▶ **WHAT THE EXERCISE ASKS**: In the listing that follows, locate the line containing "assert_eq!(pts.len(), STROKE_SEGMENTS +" and the line containing "assert!((pts[0] - *pts.last().unwrap()).length()". Retype exactly those two lines and every line between them, and nothing more.

****************************************

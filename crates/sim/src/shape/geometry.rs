//! Sample points for shape playback.
//!
//! All geometry is built in surface pixels (y down) so arc length and
//! rotations are isotropic; playback converts to texcoords per tick.

use glam::Vec2;

use super::{ShapeInstance, ShapeKind};
use crate::grid::SurfaceSize;

const STROKE_SEGMENTS: usize = 16;
const ROUND_SEGMENTS: usize = 64;
const EDGE_SEGMENTS: usize = 8;

fn rotate(v: Vec2, degrees: f32) -> Vec2 {
    Vec2::from_angle(degrees.to_radians()).rotate(v)
}

fn subdivide(points: &mut Vec<Vec2>, a: Vec2, b: Vec2, segments: usize) {
    for i in 1..=segments {
        points.push(a.lerp(b, i as f32 / segments as f32));
    }
}

fn closed_curve(centre: Vec2, radii: Vec2, rotation: f32) -> Vec<Vec2> {
    (0..=ROUND_SEGMENTS)
        .map(|i| {
            let theta = i as f32 / ROUND_SEGMENTS as f32 * std::f32::consts::TAU;
            centre + rotate(Vec2::new(theta.cos(), theta.sin()) * radii, rotation)
        })
        .collect()
}

/// Every numeric pair in an SVG path string, in order. Commands are ignored,
/// so curves are traced through their control points.
pub fn svg_numeric_pairs(path_data: &str) -> Vec<Vec2> {
    let mut numbers = Vec::new();
    let mut current = String::new();
    let flush = |current: &mut String, numbers: &mut Vec<f32>| {
        if !current.is_empty() {
            if let Ok(n) = current.parse::<f32>() {
                numbers.push(n);
            }
            current.clear();
        }
    };

    for ch in path_data.chars() {
        match ch {
            '0'..='9' | '.' => {
                // A second decimal point starts a new number ("1.5.5")
                if ch == '.' && current.contains('.') {
                    flush(&mut current, &mut numbers);
                }
                current.push(ch);
            }
            '-' | '+' => {
                if !current.ends_with(['e', 'E']) {
                    flush(&mut current, &mut numbers);
                }
                current.push(ch);
            }
            'e' | 'E' if !current.is_empty() => current.push(ch),
            _ => flush(&mut current, &mut numbers),
        }
    }
    flush(&mut current, &mut numbers);

    numbers
        .chunks_exact(2)
        .map(|pair| Vec2::new(pair[0], pair[1]))
        .collect()
}

/// Build the pixel-space sample sequence for one occurrence.
pub fn sample_points(instance: &ShapeInstance, surface: SurfaceSize) -> Vec<Vec2> {
    let size = surface.as_vec2();
    let anchor = Vec2::new(instance.x, instance.y) / 100.0 * size;

    match &instance.kind {
        ShapeKind::Stroke(p) => {
            let end = anchor + rotate(Vec2::X * p.length, p.angle);
            let mut points = vec![anchor];
            subdivide(&mut points, anchor, end, STROKE_SEGMENTS);
            points
        }
        ShapeKind::Circle(p) => closed_curve(anchor, Vec2::splat(p.radius), 0.0),
        ShapeKind::Ellipse(p) => {
            closed_curve(anchor, Vec2::new(p.radius_x, p.radius_y), p.rotation)
        }
        ShapeKind::Rectangle(p) => {
            let half = Vec2::new(p.width, p.height) * 0.5;
            let corners = [
                Vec2::new(-half.x, -half.y),
                Vec2::new(half.x, -half.y),
                Vec2::new(half.x, half.y),
                Vec2::new(-half.x, half.y),
            ]
            .map(|c| anchor + rotate(c, p.rotation));
            let mut points = vec![corners[0]];
            for i in 0..4 {
                subdivide(&mut points, corners[i], corners[(i + 1) % 4], EDGE_SEGMENTS);
            }
            points
        }
        ShapeKind::Path(p) => {
            let Some(first) = p.points.first() else {
                return Vec::new();
            };
            let first = Vec2::new(first.x, first.y);
            p.points
                .iter()
                .map(|pt| anchor + (Vec2::new(pt.x, pt.y) - first) / 100.0 * size * p.scale)
                .collect()
        }
        ShapeKind::Svg(p) => svg_numeric_pairs(&p.path_data)
            .into_iter()
            .map(|pt| anchor + rotate(pt * p.scale, p.rotation))
            .collect(),
    }
}

/// Sample points with cumulative arc length, for constant-speed tracing.
#[derive(Clone, Debug, PartialEq)]
pub struct Polyline {
    points: Vec<Vec2>,
    cumulative: Vec<f32>,
}

impl Polyline {
    pub fn new(points: Vec<Vec2>) -> Self {
        let mut cumulative = Vec::with_capacity(points.len());
        let mut total = 0.0;
        for (i, p) in points.iter().enumerate() {
            if i > 0 {
                total += p.distance(points[i - 1]);
            }
            cumulative.push(total);
        }
        Self { points, cumulative }
    }

    pub fn points(&self) -> &[Vec2] {
        &self.points
    }

    pub fn is_empty(&self) -> bool {
        self.points.is_empty()
    }

    pub fn length(&self) -> f32 {
        self.cumulative.last().copied().unwrap_or(0.0)
    }

    /// Point at fraction `t` of the arc length. Zero-length lines stay on
    /// their first point.
    pub fn point_at(&self, t: f32) -> Option<Vec2> {
        let first = *self.points.first()?;
        let total = self.length();
        if total <= 1e-4 {
            return Some(first);
        }
        let target = t.clamp(0.0, 1.0) * total;
        let i = self.cumulative.partition_point(|&d| d < target);
        if i == 0 {
            return Some(first);
        }
        if i >= self.points.len() {
            return self.points.last().copied();
        }
        let (d0, d1) = (self.cumulative[i - 1], self.cumulative[i]);
        let span = d1 - d0;
        let f = if span > 1e-6 { (target - d0) / span } else { 1.0 };
        Some(self.points[i - 1].lerp(self.points[i], f))
    }
}

#[cfg(test)]
mod tests {
    use super::*;
    use crate::shape::{CircleProps, PathPoint, PathProps, RectangleProps, StrokeProps, SvgProps};

    const SURFACE: SurfaceSize = SurfaceSize {
        width: 400,
        height: 200,
    };

    fn instance(kind: ShapeKind) -> ShapeInstance {
        ShapeInstance {
            x: 50.0,
            y: 50.0,
            force: 1.0,
            kind,
        }
    }

    #[test]
    fn test_stroke_runs_from_anchor() {
        let pts = sample_points(
            &instance(ShapeKind::Stroke(StrokeProps {
                length: 100.0,
                angle: 90.0,
                speed: 1.0,
            })),
            SURFACE,
        );
        assert_eq!(pts.len(), STROKE_SEGMENTS + 1);
        assert_eq!(pts[0], Vec2::new(200.0, 100.0));
        // Clockwise on screen: 90 degrees points down
        assert!((pts[STROKE_SEGMENTS] - Vec2::new(200.0, 200.0)).length() < 1e-3);
    }

    #[test]
    fn test_circle_is_closed_at_radius() {
        let pts = sample_points(
            &instance(ShapeKind::Circle(CircleProps {
                radius: 30.0,
                speed: 1.0,
            })),
            SURFACE,
        );
        let centre = Vec2::new(200.0, 100.0);
        assert!((pts[0] - *pts.last().unwrap()).length() < 1e-3);
        assert!(pts.iter().all(|p| (p.distance(centre) - 30.0).abs() < 1e-3));
    }

    #[test]
    fn test_rectangle_perimeter() {
        let pts = sample_points(
            &instance(ShapeKind::Rectangle(RectangleProps {
                width: 80.0,
                height: 50.0,
                rotation: 0.0,
                speed: 1.0,
            })),
            SURFACE,
        );
        assert_eq!(pts.len(), 4 * EDGE_SEGMENTS + 1);
        assert!((Polyline::new(pts).length() - 260.0).abs() < 1e-2);
    }

    #[test]
    fn test_path_is_relative_to_first_point() {
        let pts = sample_points(
            &ShapeInstance {
                x: 10.0,
                y: 10.0,
                force: 1.0,
                kind: ShapeKind::Path(PathProps {
                    points: vec![PathPoint { x: 10.0, y: 10.0 }, PathPoint { x: 20.0, y: 10.0 }],
                    scale: 2.0,
                    speed: 1.0,
                }),
            },
            SURFACE,
        );
        assert_eq!(pts, vec![Vec2::new(40.0, 20.0), Vec2::new(120.0, 20.0)]);
    }

    #[test]
    fn test_svg_numbers() {
        assert_eq!(
            svg_numeric_pairs("M0,0 C50,50 100,0 150,50"),
            vec![
                Vec2::ZERO,
                Vec2::new(50.0, 50.0),
                Vec2::new(100.0, 0.0),
                Vec2::new(150.0, 50.0)
            ]
        );
        assert_eq!(
            svg_numeric_pairs("M-1.5-2 l1e1,.5.5"),
            vec![Vec2::new(-1.5, -2.0), Vec2::new(10.0, 0.5)]
        );
        let pts = sample_points(&instance(ShapeKind::Svg(SvgProps::default())), SURFACE);
        assert_eq!(pts[0], Vec2::new(200.0, 100.0));
    }

    #[test]
    fn test_polyline_arc_length_sampling() {
        let line = Polyline::new(vec![Vec2::ZERO, Vec2::new(10.0, 0.0), Vec2::new(10.0, 30.0)]);
        assert_eq!(line.length(), 40.0);
        assert_eq!(line.point_at(0.0), Some(Vec2::ZERO));
        assert_eq!(line.point_at(0.25), Some(Vec2::new(10.0, 0.0)));
        assert_eq!(line.point_at(0.5), Some(Vec2::new(10.0, 10.0)));
        assert_eq!(line.point_at(2.0), Some(Vec2::new(10.0, 30.0)));
    }

    #[test]
    fn test_degenerate_polylines() {
        assert_eq!(Polyline::new(Vec::new()).point_at(0.5), None);
        let dot = Polyline::new(vec![Vec2::ONE, Vec2::ONE]);
        assert_eq!(dot.point_at(0.7), Some(Vec2::ONE));
    }
}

****************************************

▶ **ANSWER BOX**:
        assert_eq!(pts.len(), STROKE_SEGMENTS + 1);
        assert_eq!(pts[0], Vec2::new(200.0, 100.0));
        // Clockwise on screen: 90 degrees points down
        assert!((pts[STROKE_SEGMENTS] - Vec2::new(200.0, 200.0)).length() < 1e-3);
    }

    #[test]
    fn test_circle_is_closed_at_radius() {
        let pts = sample_points(
            &instance(ShapeKind::Circle(CircleProps {
                radius: 30.0,
                speed: 1.0,
            })),
            SURFACE,
        );
        let centre = Vec2::new(200.0, 100.0);
        assert!((pts[0] - *pts.last().unwrap()).length() < 1e-3);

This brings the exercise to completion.